Monday, April 23, 2012

Psychic Discovery



 http://ow.ly/ashGy

An article by Joshua Gilliland, Esq. on his blog the Bow Tie Law Blog.

This article discusses a situation where a 3rd party provider had electronic communications that belonged to a client.  The matter in question involved a 3rd party that was a psychic services provider, and the plaintiff in the matter had received a request to produce data held by the 3rd party provider.

Ultimately, the plaintiff was required in this matter to produce most of the information on their own, and seek only information that was solely in control of the 3rd party.  The court refused to analyze if the Stored Communications Act would prevent the 3rd party from producing the information, since the plaintiff had access to the information, and could also consent to the production of the requested relevant information as well.

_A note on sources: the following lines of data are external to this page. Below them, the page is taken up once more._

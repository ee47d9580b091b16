use anyhow::Result;
use std::sync::Arc;

use crate::config::Config;
use crate::domain::ports::VaultClient;
use crate::infrastructure::vault_http::HttpVaultClient;

pub struct ServicesHandle {
    pub vault: Arc<dyn VaultClient>,
}

pub struct ServicesBootstrap;

impl ServicesBootstrap {
    pub async fn init(config: &Config) -> Result<ServicesHandle> {
        let vault = Arc::new(HttpVaultClient::new(
            config.vault_base_url.clone(),
            config.vault_status_timeout,
            config.vault_action_timeout,
        ));

        Ok(ServicesHandle { vault })
    }
}
// Core entities: candles, indicators, strategies, episodes, signals.
pub mod candle;
pub mod episode;
pub mod indicators;
pub mod signal;
pub mod strategy;
pub mod types;

// Port interfaces
pub mod ports;

// Repository traits
pub mod repositories;

// Domain-specific error types
pub mod errors;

The article states, "I think Judge Maas got this case right on producing ESI highly comparable to social media information. Instead of propounding discovery on third parties with lengthy analysis of the Stored Communication Act, or compelling a producing party to surrender their login credentials to a requesting party, the burden should be on the producing party to review and produce relevant electronically stored information.

Discovery over email does not require passwords and login credentials being surrendered to a requesting party to review email messages at will. Moreover, cases involving the mirror imaging of hard drives do not allow a requesting party to review the entire contents of someone’s digital life. In most situations, the producing party can review for relevance or privilege.

Social media should be no different. Relevancy should not ignored simply because of “friend requests” or Tweets."